RIDE THE HIGH COUNTRY (70)

Directed by: Sam Peckinpah

Starring: Joel McCrea, Randolph Scott

The Pitch: In the last days of the Old West, a couple of ageing gunfighters take on a job transporting a cargo of gold.

Theo Sez: Slightly over-rated though still a notable movie, roughly the point where John Ford's boisterously macho view of the West starts to turn into the seedier, dirtier, more chaotic place of revisionist Westerns up to and including DEAD MAN. The problem, narrative-wise, is that the job undertaken by its two heroes, set up as complex and dangerous, turns out to be a McGuffin - indeed, if it weren't for the problems the characters more or less bring upon themselves, the trip would be entirely uneventful.

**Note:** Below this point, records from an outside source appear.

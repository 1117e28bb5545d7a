//! Capture profiles and day/night classification.
//!
//! A [`CaptureProfile`] is the immutable parameter set selected whenever the
//! active [`Classification`] changes. The scheduler hands it to both the
//! capture operation and the exposure controller.

use std::fmt;
use std::time::Duration;

/// Shortest shutter the camera accepts, in microseconds.
pub const MIN_SHUTTER_US: u64 = 1;

/// Longest shutter the camera accepts (200 seconds), in microseconds.
pub const MAX_SHUTTER_US: u64 = 200_000_000;

/// Lowest analog gain of the sensor.
pub const MIN_GAIN: f64 = 1.0;

/// Highest analog gain of the sensor.
pub const MAX_GAIN: f64 = 16.0;

/// Allowed range for the red and blue white-balance components.
pub const WHITE_BALANCE_RANGE: (f64, f64) = (0.1, 10.0);

/// Largest supported binning factor.
pub const MAX_BIN: u32 = 3;

/// Clamp a shutter time to the camera's absolute bounds.
pub fn clamp_shutter_us(shutter_us: u64) -> u64 {
    shutter_us.clamp(MIN_SHUTTER_US, MAX_SHUTTER_US)
}

/// Clamp a gain value to the camera's analog gain range.
pub fn clamp_gain(gain: f64) -> f64 {
    if gain.is_nan() {
        return MIN_GAIN;
    }
    gain.clamp(MIN_GAIN, MAX_GAIN)
}

/// Clamp a binning factor to `1..=3`.
pub fn clamp_bin(bin: u32) -> u32 {
    bin.clamp(1, MAX_BIN)
}

/// Day or night as reported by the solar calculator.
#[derive(Debug, Clone, Copy, PartialEq, Eq)]
pub enum DayNight {
    Day,
    Night,
}

impl fmt::Display for DayNight {
    fn fmt(&self, f: &mut fmt::Formatter<'_>) -> fmt::Result {
        match self {
            DayNight::Day => write!(f, "DAY"),
            DayNight::Night => write!(f, "NIGHT"),
        }
    }
}

/// The state driving which capture profile is active.
#[derive(Debug, Clone, Copy, PartialEq, Eq)]
pub enum Classification {
    Day,
    Night,
    /// Calibration frames; overrides day/night entirely.
    DarkFrame,
}

impl From<DayNight> for Classification {
    fn from(value: DayNight) -> Self {
        match value {
            DayNight::Day => Classification::Day,
            DayNight::Night => Classification::Night,
        }
    }
}

impl fmt::Display for Classification {
    fn fmt(&self, f: &mut fmt::Formatter<'_>) -> fmt::Result {
        match self {
            Classification::Day => write!(f, "DAY"),
            Classification::Night => write!(f, "NIGHT"),
            Classification::DarkFrame => write!(f, "DARKFRAME"),
        }
    }
}

/// How the shutter time is chosen.
#[derive(Debug, Clone, Copy, PartialEq, Eq)]
pub enum ExposureMode {
    Auto,
    Manual,
}

impl ExposureMode {
    pub fn from_auto(auto: bool) -> Self {
        if auto {
            ExposureMode::Auto
        } else {
            ExposureMode::Manual
        }
    }

    pub fn is_auto(self) -> bool {
        self == ExposureMode::Auto
    }
}

/// How the sensor gain is chosen.
#[derive(Debug, Clone, Copy, PartialEq, Eq)]
pub enum GainMode {
    Auto,
    Manual,
}

impl GainMode {
    pub fn from_auto(auto: bool) -> Self {
        if auto {
            GainMode::Auto
        } else {
            GainMode::Manual
        }
    }

    pub fn is_auto(self) -> bool {
        self == GainMode::Auto
    }
}

/// White-balance mode and components.
#[derive(Debug, Clone, Copy, PartialEq)]
pub struct WhiteBalance {
    pub auto: bool,
    pub red: f64,
    pub blue: f64,
}

impl WhiteBalance {
    /// Components clamped to [`WHITE_BALANCE_RANGE`].
    pub fn clamped(self) -> Self {
        let (lo, hi) = WHITE_BALANCE_RANGE;
        Self {
            auto: self.auto,
            red: self.red.clamp(lo, hi),
            blue: self.blue.clamp(lo, hi),
        }
    }
}

impl Default for WhiteBalance {
    fn default() -> Self {
        Self {
            auto: false,
            red: 2.5,
            blue: 2.0,
        }
    }
}

/// Nominal settings for one period (day or night) before a profile is built.
#[derive(Debug, Clone, PartialEq)]
pub struct PeriodSettings {
    pub auto_exposure: bool,
    pub exposure_us: u64,
    pub max_exposure_us: u64,
    pub auto_gain: bool,
    pub gain: f64,
    pub max_gain: f64,
    pub brightness: i32,
    pub bin: u32,
    pub delay: Duration,
    pub target_mean: f64,
}

/// Immutable parameter set used for every capture of one classification period.
#[derive(Debug, Clone, PartialEq)]
pub struct CaptureProfile {
    pub classification: Classification,
    pub exposure_mode: ExposureMode,
    /// Nominal exposure time in microseconds
    pub exposure_us: u64,
    /// Ceiling for automatically chosen exposures
    pub max_exposure_us: u64,
    pub gain_mode: GainMode,
    /// Nominal gain, already clamped
    pub gain: f64,
    /// Ceiling for automatically chosen gain
    pub max_gain: f64,
    pub brightness: i32,
    pub bin: u32,
    pub white_balance: WhiteBalance,
    /// Nominal inter-capture delay
    pub delay: Duration,
    /// Desired mean brightness when mean-based control is on
    pub target_mean: f64,
}

impl CaptureProfile {
    /// Build a profile for a period, clamping every value to what the camera accepts.
    pub fn from_period(
        classification: Classification,
        period: &PeriodSettings,
        white_balance: WhiteBalance,
    ) -> Self {
        let exposure_us = clamp_shutter_us(period.exposure_us);
        let max_gain = clamp_gain(period.max_gain);
        Self {
            classification,
            exposure_mode: ExposureMode::from_auto(period.auto_exposure),
            exposure_us,
            max_exposure_us: clamp_shutter_us(period.max_exposure_us),
            gain_mode: GainMode::from_auto(period.auto_gain),
            gain: clamp_gain(period.gain),
            max_gain,
            brightness: period.brightness,
            bin: clamp_bin(period.bin),
            white_balance: white_balance.clamped(),
            delay: period.delay,
            target_mean: period.target_mean.clamp(0.0, 1.0),
        }
    }

    /// True when the camera (or the feedback controller) picks any value automatically.
    pub fn has_auto_adjustment(&self) -> bool {
        self.exposure_mode.is_auto() || self.gain_mode.is_auto()
    }
}

/// The day and night profiles built once from configuration.
#[derive(Debug, Clone, PartialEq)]
pub struct ProfileSet {
    pub day: CaptureProfile,
    pub night: CaptureProfile,
}

impl ProfileSet {
    pub fn new(day: &PeriodSettings, night: &PeriodSettings, white_balance: WhiteBalance) -> Self {
        Self {
            day: CaptureProfile::from_period(Classification::Day, day, white_balance),
            night: CaptureProfile::from_period(Classification::Night, night, white_balance),
        }
    }

    /// Profile for the given classification.
    pub fn select(&self, classification: Classification) -> CaptureProfile {
        match classification {
            Classification::Day => self.day.clone(),
            Classification::Night => self.night.clone(),
            Classification::DarkFrame => self.dark_frame(),
        }
    }

    /// Night parameters with every automatic adjustment turned off.
    pub fn dark_frame(&self) -> CaptureProfile {
        CaptureProfile {
            classification: Classification::DarkFrame,
            exposure_mode: ExposureMode::Manual,
            gain_mode: GainMode::Manual,
            ..self.night.clone()
        }
    }
}

#[cfg(test)]
mod tests {
    use super::*;

    fn period(exposure_us: u64, gain: f64) -> PeriodSettings {
        PeriodSettings {
            auto_exposure: true,
            exposure_us,
            max_exposure_us: 60_000_000,
            auto_gain: true,
            gain,
            max_gain: 16.0,
            brightness: 50,
            bin: 1,
            delay: Duration::from_millis(10_000),
            target_mean: 0.3,
        }
    }

    #[test]
    fn test_clamp_shutter_bounds() {
        assert_eq!(clamp_shutter_us(0), 1);
        assert_eq!(clamp_shutter_us(500), 500);
        assert_eq!(clamp_shutter_us(300_000_000), 200_000_000);
    }

    #[test]
    fn test_clamp_gain_bounds() {
        assert_eq!(clamp_gain(0.2), 1.0);
        assert_eq!(clamp_gain(4.0), 4.0);
        assert_eq!(clamp_gain(99.0), 16.0);
        assert_eq!(clamp_gain(f64::NAN), 1.0);
    }

    #[test]
    fn test_clamp_bin() {
        assert_eq!(clamp_bin(0), 1);
        assert_eq!(clamp_bin(2), 2);
        assert_eq!(clamp_bin(8), 3);
    }

    #[test]
    fn test_white_balance_clamped() {
        let wb = WhiteBalance {
            auto: false,
            red: 0.01,
            blue: 42.0,
        }
        .clamped();
        assert_eq!(wb.red, 0.1);
        assert_eq!(wb.blue, 10.0);
    }

    #[test]
    fn test_profile_clamps_period_values() {
        let mut p = period(900_000_000, 40.0);
        p.bin = 7;
        let profile = CaptureProfile::from_period(Classification::Night, &p, WhiteBalance::default());
        assert_eq!(profile.exposure_us, MAX_SHUTTER_US);
        assert_eq!(profile.gain, MAX_GAIN);
        assert_eq!(profile.bin, 3);
    }

    #[test]
    fn test_dark_frame_forces_manual_night_parameters() {
        let set = ProfileSet::new(
            &period(1_000, 1.0),
            &period(5_000_000, 4.0),
            WhiteBalance::default(),
        );
        let dark = set.dark_frame();
        assert_eq!(dark.classification, Classification::DarkFrame);
        assert_eq!(dark.exposure_mode, ExposureMode::Manual);
        assert_eq!(dark.gain_mode, GainMode::Manual);
        assert_eq!(dark.exposure_us, 5_000_000);
        assert_eq!(dark.gain, 4.0);
        assert!(!dark.has_auto_adjustment());
    }

    #[test]
    fn test_select_returns_matching_profile() {
        let set = ProfileSet::new(
            &period(1_000, 1.0),
            &period(5_000_000, 4.0),
            WhiteBalance::default(),
        );
        assert_eq!(set.select(Classification::Day).exposure_us, 1_000);
        assert_eq!(set.select(Classification::Night).exposure_us, 5_000_000);
    }

    #[test]
    fn test_classification_display() {
        assert_eq!(Classification::Day.to_string(), "DAY");
        assert_eq!(Classification::Night.to_string(), "NIGHT");
        assert_eq!(Classification::DarkFrame.to_string(), "DARKFRAME");
        assert_eq!(DayNight::Night.to_string(), "NIGHT");
    }
}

It makes the film feel slighter than it is - in fact there's more than enough substance in its "incidentals", the themes of self-respect and morality (distinguished, it seems, from religion), the dying code of the Old West, the sordid mining town with its drunken judge and obese redheaded madam, the sheer presence of the veteran stars; but, inevitably, one looks for a central thread to link them all together. At least the handling is exemplary, Peckinpah's TV past apparent in the crisp way he races through the story (often eliding through the conventional linking bits), his future as a movie stylist presaged in the strikingly shot, remarkably vivid wedding scene.